Our study had two considerations. First, additional measurements, when PETCO2 or PaCO2 returned to baseline values (before EVH of the saphenous vein), would make constant results. We had essentially intended this but faced several limitations. Just after EVH of the saphenous vein, harvesting of the left internal mammary artery was simultaneously ended and revascularization was performed using stabilizer. In animal study, time from peak PaCO2 after CO2 insufflation to baseline PaCO2 (from 68.3 to 41.8 mmHg) was about 120 min . Namely, we did not have enough time. If we evaluated haemodynamics during revascularization using stabilizer, the haemodynamics could be influenced by many biases. Second, could tolerable range of hypercarbia increase intracerebral pressure (ICP)?
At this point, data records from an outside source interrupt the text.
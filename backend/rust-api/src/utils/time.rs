use chrono::{DateTime, Utc};
use mongodb::bson::DateTime as BsonDateTime;

pub fn chrono_to_bson(dt: DateTime<Utc>) -> BsonDateTime {
    BsonDateTime::from_millis(dt.timestamp_millis())
}
#[cfg(test)]
mod tests {
    use super::*;

    fn question(id: &str, points: f64, kind: QuestionKind) -> Question {
        Question {
            id: id.to_string(),
            prompt: format!("Question {}", id),
            points,
            kind,
        }
    }

    fn sample_questions() -> Vec<Question> {
        vec![
            question(
                "q1",
                2.0,
                QuestionKind::SingleChoice {
                    options: vec!["3".into(), "4".into(), "5".into()],
                    correct: 1,
                },
            ),
            question(
                "q2",
                3.0,
                QuestionKind::MultipleChoice {
                    options: vec!["2".into(), "3".into(), "4".into(), "9".into()],
                    correct: vec![0, 1],
                },
            ),
            question("q3", 1.0, QuestionKind::TrueFalse { correct: false }),
            question(
                "q4",
                4.0,
                QuestionKind::ShortAnswer {
                    accepted: vec!["Photosynthesis".into()],
                    case_sensitive: false,
                },
            ),
        ]
    }

    fn answer(id: &str, value: AnswerValue) -> SubmittedAnswer {
        SubmittedAnswer {
            question_id: id.to_string(),
            answer: value,
        }
    }

    #[test]
    fn test_grade_attempt_full_marks() {
        let answers = vec![
            answer("q1", AnswerValue::Index(1)),
            answer("q2", AnswerValue::Indices(vec![1, 0])),
            answer("q3", AnswerValue::Bool(false)),
            answer("q4", AnswerValue::Text("  photosynthesis ".into())),
        ];
        assert_eq!(grade_attempt(&sample_questions(), &answers), (10.0, 10.0));
    }

    #[test]
    fn test_grade_attempt_partial_and_missing() {
        let answers = vec![
            answer("q1", AnswerValue::Index(2)),
            // subset is not enough for multiple choice
            answer("q2", AnswerValue::Indices(vec![0])),
            answer("q3", AnswerValue::Bool(false)),
            answer("unknown", AnswerValue::Bool(true)),
        ];
        assert_eq!(grade_attempt(&sample_questions(), &answers), (1.0, 10.0));
    }

    #[test]
    fn test_mismatched_answer_shape_scores_zero() {
        let q = &sample_questions()[0];
        assert_eq!(q.score(Some(&AnswerValue::Text("4".into()))), 0.0);
        assert_eq!(q.score(None), 0.0);
    }

    #[test]
    fn test_short_answer_case_sensitivity() {
        let q = question(
            "q",
            1.0,
            QuestionKind::ShortAnswer {
                accepted: vec!["NaCl".into()],
                case_sensitive: true,
            },
        );
        assert_eq!(q.score(Some(&AnswerValue::Text("nacl".into()))), 0.0);
        assert_eq!(q.score(Some(&AnswerValue::Text("NaCl".into()))), 1.0);
    }

    #[test]
    fn test_answer_value_json_shapes() {
        let parsed: Vec<AnswerValue> =
            serde_json::from_str(r#"[true, 2, [0, 3], "text"]"#).unwrap();
        assert_eq!(
            parsed,
            vec![
                AnswerValue::Bool(true),
                AnswerValue::Index(2),
                AnswerValue::Indices(vec![0, 3]),
                AnswerValue::Text("text".into()),
            ]
        );
    }

    #[test]
    fn test_question_definition_validation() {
        let bad_index = question(
            "q",
            1.0,
            QuestionKind::SingleChoice {
                options: vec!["a".into(), "b".into()],
                correct: 2,
            },
        );
        assert!(bad_index.validate_definition().is_err());

        let no_points = question("q", 0.0, QuestionKind::TrueFalse { correct: true });
        assert!(no_points.validate_definition().is_err());

        let duplicate = vec![
            question("same", 1.0, QuestionKind::TrueFalse { correct: true }),
            question("same", 1.0, QuestionKind::TrueFalse { correct: false }),
        ];
        assert!(validate_questions(&duplicate).is_err());
        assert!(validate_questions(&[]).is_err());
        assert!(validate_questions(&sample_questions()).is_ok());
    }

    #[test]
    fn test_retake_policy_attempt_limit() {
        let policy = RetakePolicy {
            max_attempts: 2,
            cooldown_days: 0,
        };
        let now = Utc::now();
        assert!(policy.check(0, None, now).is_ok());
        assert!(policy.check(1, Some(now), now).is_ok());
        assert_eq!(
            policy.check(2, Some(now), now),
            Err(RetakeDenial::AttemptsExhausted { max_attempts: 2 })
        );
        assert_eq!(policy.attempts_remaining(5), 0);
    }

    #[test]
    fn test_retake_policy_cooldown() {
        let policy = RetakePolicy {
            max_attempts: 3,
            cooldown_days: 2,
        };
        let last = Utc::now() - Duration::days(1);
        let denial = policy.check(1, Some(last), Utc::now()).unwrap_err();
        assert_eq!(denial.next_attempt_at(), Some(last + Duration::days(2)));
        assert!(denial.message().contains("Next attempt allowed"));

        let later = last + Duration::days(2) + Duration::seconds(1);
        assert!(policy.check(1, Some(last), later).is_ok());
    }

    #[test]
    fn test_exhaustion_wins_over_cooldown() {
        let policy = RetakePolicy {
            max_attempts: 1,
            cooldown_days: 7,
        };
        let now = Utc::now();
        assert!(matches!(
            policy.check(1, Some(now), now),
            Err(RetakeDenial::AttemptsExhausted { .. })
        ));
    }

    #[test]
    fn test_time_limit_enforced_with_grace() {
        let now = Utc::now();
        let quiz = Quiz {
            id: None,
            course_id: ObjectId::new(),
            school_id: ObjectId::new(),
            title: "Timed".into(),
            description: None,
            questions: sample_questions(),
            retake_policy: RetakePolicy::default(),
            time_limit_minutes: Some(10),
            available_from: Some(now - Duration::days(1)),
            available_until: Some(now + Duration::days(1)),
            published: true,
            created_by: ObjectId::new(),
            created_at: now,
            updated_at: now,
        };
        assert!(quiz.check_window(now).is_ok());
        assert!(quiz.check_window(now + Duration::days(2)).is_err());
        assert!(quiz
            .check_time_limit(Some(now - Duration::minutes(10)), now)
            .is_ok());
        assert!(quiz
            .check_time_limit(Some(now - Duration::minutes(12)), now)
            .is_err());
        assert!(quiz.check_time_limit(None, now).is_ok());
    }

    #[test]
    fn test_redacted_view_hides_answer_key() {
        let now = Utc::now();
        let quiz = Quiz {
            id: Some(ObjectId::new()),
            course_id: ObjectId::new(),
            school_id: ObjectId::new(),
            title: "Quiz".into(),
            description: None,
            questions: sample_questions(),
            retake_policy: RetakePolicy::default(),
            time_limit_minutes: None,
            available_from: None,
            available_until: None,
            published: true,
            created_by: ObjectId::new(),
            created_at: now,
            updated_at: now,
        };
        let json = serde_json::to_value(QuizResponse::build(quiz, false)).unwrap();
        let first = &json["questions"][0];
        assert_eq!(first["type"], "single_choice");
        assert!(first.get("kind").is_none());
        assert!(json.to_string().find("Photosynthesis").is_none());
        assert_eq!(json["total_points"], 10.0);
    }
}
Hypercarbia increases CBF and ICP. Increased ICP can influence the neuropsychological outcomes during coronary artery bypass grafting surgery. Hino et al. reported that permissive hypercapnia increased CBF but was neurologically unaffected. Cardenas et al. reported that acute hypercapnia, induced within 1 h, was associated with significant increases in cardiac output, organ blood flow and ICP, and these changes could be significantly attenuated by correction of blood pH without adverse effects on haemodynamics. Mean PaCO2 after CO2 insufflation was 52.5 mmHg and pH was not below 7.2 in our study. Therefore, we could assume that increase of ICP was minimal or ignorable after CO2 insufflation, and could not influence the adverse effects of neuropsychological aspects. However, cerebral perfusion pressure is that ICP is subtracted from mean systemic blood pressure. Our study showed steady mean systemic blood pressure. Theses results need more investigations.
In conclusion, EVH, at a maximum CO2 pressure of 12 mmHg and a flow of 3 l min−1, of the saphenous vein for OPCAB was associated with hypercarbia and a tolerable range of hypercarbia (PaCO2 < 60 mmHg) increased the cardiac index and ScO2 without any complications.